This is Nokia's Answer to the App Store?

Published on May 26, 2009
by John Paczkowski

ovistoreThe Ovi Store, Nokia’s much anticipated response to the wildly popular Apple App Store, debuted this morning–ignominiously by most accounts.

Early criticisms point out the store’s paltry selection, slow performance and sign-in errors, disappearing apps and a less-than-intuitive UI. Nokia blamed the store’s unresponsiveness on unusually high traffic and did its best to address the problem, but even those efforts by its own admission resulted in only “intermittent performance improvements.”
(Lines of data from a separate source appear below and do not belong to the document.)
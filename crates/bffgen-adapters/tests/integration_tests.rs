//! End-to-end tests: real files in a temp directory, real ledger, built-in
//! renderers.

use std::fs;
use std::path::Path;
use std::sync::Arc;
use std::sync::atomic::{AtomicUsize, Ordering};
use std::time::{Duration, Instant};

use bffgen_adapters::{
    BuiltinRenderer, ConfigWatcher, JsonStateStore, LocalFilesystem, WatchSettings,
};
use bffgen_core::domain::{DomainError, HttpMethod, RouteKey};
use bffgen_core::error::BffgenError;
use bffgen_core::prelude::*;
use tempfile::TempDir;

const USERS: &str = r#"
services:
  users:
    baseUrl: http://localhost:4000
    endpoints:
      - name: list-users
        path: /users
        method: GET
        exposeAs: /api/users
"#;

fn regenerator(root: &Path, mode: GenerationMode) -> Regenerator {
    let fs: Arc<dyn Filesystem> = Arc::new(LocalFilesystem::new());
    Regenerator::new(
        ConfigLoader::new(fs.clone()),
        Generator::new(
            fs.clone(),
            root,
            GeneratorOptions {
                mode,
                backup_dir: Some(".bffgen/backup".into()),
                ..GeneratorOptions::default()
            },
        ),
        Box::new(BuiltinRenderer::new()),
        Box::new(JsonStateStore::new(fs, root)),
        RegenerationOptions::default(),
    )
}

fn users_route() -> RouteKey {
    RouteKey::new("users", HttpMethod::Get, "/api/users")
}

#[test]
fn users_scenario_end_to_end() {
    let dir = TempDir::new().unwrap();
    let config = dir.path().join("bff.config.yaml");
    fs::write(&config, USERS).unwrap();

    // first run creates the files and tracks the route
    let regen = regenerator(dir.path(), GenerationMode::Write);
    let mut state = regen.load_state().unwrap();
    let report = regen.regenerate(&config, &mut state).unwrap();

    assert!(report.is_success());
    assert_eq!(report.new_routes, vec![users_route()]);
    assert!(
        report
            .outcomes
            .iter()
            .all(|o| o.status == FileStatus::Created)
    );
    let main_go = fs::read_to_string(dir.path().join("cmd/server/main.go")).unwrap();
    assert!(main_go.contains(
        "r.Get(\"/api/users\", createProxyHandler(\"http://localhost:4000\", \"/users\"))"
    ));

    // ledger on disk knows the route
    let persisted = regen.load_state().unwrap();
    assert!(persisted.is_route_generated(&users_route()));
    assert!(persisted.is_file_generated("cmd/server/main.go"));

    // second run: nothing changes, nothing new
    let mut state = regen.load_state().unwrap();
    let report = regen.regenerate(&config, &mut state).unwrap();
    assert!(report.new_routes.is_empty());
    assert!(
        report
            .outcomes
            .iter()
            .all(|o| o.status == FileStatus::Unchanged)
    );

    // check mode is clean
    let check = regenerator(dir.path(), GenerationMode::Check);
    let mut state = check.load_state().unwrap();
    assert!(!check.regenerate(&config, &mut state).unwrap().has_pending_changes());

    // a duplicate endpoint is rejected, naming the route
    fs::write(
        &config,
        format!(
            "{USERS}      - name: list-users-again\n        path: /people\n        method: GET\n        exposeAs: /api/users\n"
        ),
    )
    .unwrap();
    let mut state = regen.load_state().unwrap();
    match regen.regenerate(&config, &mut state) {
        Err(BffgenError::Domain(DomainError::DuplicateRoute {
            service,
            method,
            expose_as,
        })) => {
            assert_eq!(
                (service.as_str(), method.as_str(), expose_as.as_str()),
                ("users", "GET", "/api/users")
            );
        }
        other => panic!("expected duplicate route, got {other:?}"),
    }
    assert_eq!(
        fs::read_to_string(dir.path().join("cmd/server/main.go")).unwrap(),
        main_go
    );
}

#[test]
fn user_code_outside_markers_survives_and_old_file_is_backed_up() {
    let dir = TempDir::new().unwrap();
    let config = dir.path().join("bff.config.yaml");
    fs::write(&config, USERS).unwrap();

    let regen = regenerator(dir.path(), GenerationMode::Write);
    let mut state = regen.load_state().unwrap();
    regen.regenerate(&config, &mut state).unwrap();

    let main_path = dir.path().join("cmd/server/main.go");
    let edited = fs::read_to_string(&main_path)
        .unwrap()
        .replace(
            "\tr.Use(middleware.Recoverer)\n",
            "\tr.Use(middleware.Recoverer)\n\tr.Use(authMiddleware)\n",
        );
    fs::write(&main_path, &edited).unwrap();

    fs::write(
        &config,
        format!(
            "{USERS}      - name: create-user\n        path: /users\n        method: POST\n        exposeAs: /api/users\n"
        ),
    )
    .unwrap();
    let report = regen.regenerate(&config, &mut state).unwrap();

    let after = fs::read_to_string(&main_path).unwrap();
    assert!(after.contains("\tr.Use(authMiddleware)\n"));
    assert!(after.contains("r.Post(\"/api/users\""));
    assert_eq!(
        report.new_routes,
        vec![RouteKey::new("users", HttpMethod::Post, "/api/users")]
    );

    let main_outcome = report
        .outcomes
        .iter()
        .find(|o| o.path.ends_with("main.go"))
        .unwrap();
    let backup = main_outcome.backup.as_ref().unwrap();
    assert_eq!(fs::read_to_string(backup).unwrap(), edited);
}

#[test]
fn corrupted_markers_leave_the_file_untouched() {
    let dir = TempDir::new().unwrap();
    let config = dir.path().join("bff.config.yaml");
    fs::write(&config, USERS).unwrap();

    let main_path = dir.path().join("cmd/server/main.go");
    fs::create_dir_all(main_path.parent().unwrap()).unwrap();
    let broken = "package main\n// bffgen:begin\nfunc main() {}\n";
    fs::write(&main_path, broken).unwrap();

    let regen = regenerator(dir.path(), GenerationMode::Write);
    let mut state = regen.load_state().unwrap();
    let report = regen.regenerate(&config, &mut state).unwrap();

    assert_eq!(report.failures.len(), 1);
    assert!(matches!(
        report.failures[0].error,
        BffgenError::Domain(DomainError::MarkerCorruption { .. })
    ));
    assert_eq!(fs::read_to_string(&main_path).unwrap(), broken);
    // the services file is independent and still written
    assert!(dir.path().join("internal/services/services.go").exists());
}

#[test]
fn node_project_from_json_config() {
    let dir = TempDir::new().unwrap();
    let config = dir.path().join("bffgen.config.json");
    fs::write(
        &config,
        r#"{
  "project": { "name": "web-bff" },
  "backends": [
    { "name": "users", "baseUrl": "http://localhost:4000",
      "endpoints": [ { "name": "list", "path": "/users", "method": "GET", "exposeAs": "/api/users" } ] }
  ]
}"#,
    )
    .unwrap();

    let regen = regenerator(dir.path(), GenerationMode::Write);
    let mut state = regen.load_state().unwrap();
    let report = regen.regenerate(&config, &mut state).unwrap();

    assert_eq!(report.project_type, ProjectType::NodeJs);
    let index = fs::read_to_string(dir.path().join("src/index.js")).unwrap();
    assert!(
        index.contains("app.get('/api/users', createProxyHandler(services['users'], '/users'));")
    );
    assert!(dir.path().join(".bffgen/state.json").exists());
}

#[test]
fn os_notifications_reach_the_callback() {
    let dir = TempDir::new().unwrap();
    let config = dir.path().join("bff.config.yaml");
    fs::write(&config, USERS).unwrap();

    let calls = Arc::new(AtomicUsize::new(0));
    let counter = Arc::clone(&calls);
    let mut watcher = ConfigWatcher::new(
        [&config],
        WatchSettings::default().with_debounce(Duration::from_millis(50)),
        move |_| {
            counter.fetch_add(1, Ordering::SeqCst);
        },
    )
    .unwrap();
    watcher.start().unwrap();

    // an unrelated file in the same directory is ignored
    fs::write(dir.path().join("notes.txt"), "x").unwrap();
    std::thread::sleep(Duration::from_millis(200));
    assert_eq!(calls.load(Ordering::SeqCst), 0);

    fs::write(&config, format!("{USERS}\n")).unwrap();
    let deadline = Instant::now() + Duration::from_secs(5);
    while calls.load(Ordering::SeqCst) == 0 && Instant::now() < deadline {
        std::thread::sleep(Duration::from_millis(20));
    }
    watcher.stop();
    assert!(calls.load(Ordering::SeqCst) >= 1);
}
Not the sort of grand opening you hope for when your smartphone market share has been tumbling, largely thanks to the growth of the iPhone and BlackBerry and their respective app stores. Obviously, thin selection and unreliable performance are poor foundations for an online bazaar, especially one so late and so long in coming. Certainly, it makes for a poor comparison to Apple’s App Store, which has already shown up an industry of which it wasn’t even a member a few years ago. As Bengt Nordstrom, chief executive of telecom consultant Northstream, said when Ovi was first announced, “As much as iPhone and App Store is a success for Apple, it’s a humiliating defeat for the rest of the mobile industry. Twenty years of efforts from operators and vendors to create mobile applications that customers like is overtaken in a heartbeat by someone that’s never done it before.”

And now this stumbling launch for Nokia (NOK). Growing pains? I suppose. The Ovi store is being made available to an estimated 50 million Nokia devices globally and it’s enhanced with “social location dynamics” to show you relevant applications and those that your friends have bought, so perhaps early missteps like these are to be expected. Don’t seem to recall Apple (AAPL) or RIM (RIMM) suffering from them, though.

Forrester analyst Thomas Husson says that the success of the Ovi Store depends on, among other things, “the quality of the execution…how easily can the content be accessed, how large is the catalogue of content, how simple is the new merchandizing approach?” Sadly for Nokia, the answers to these questions–at least initially–are not the best.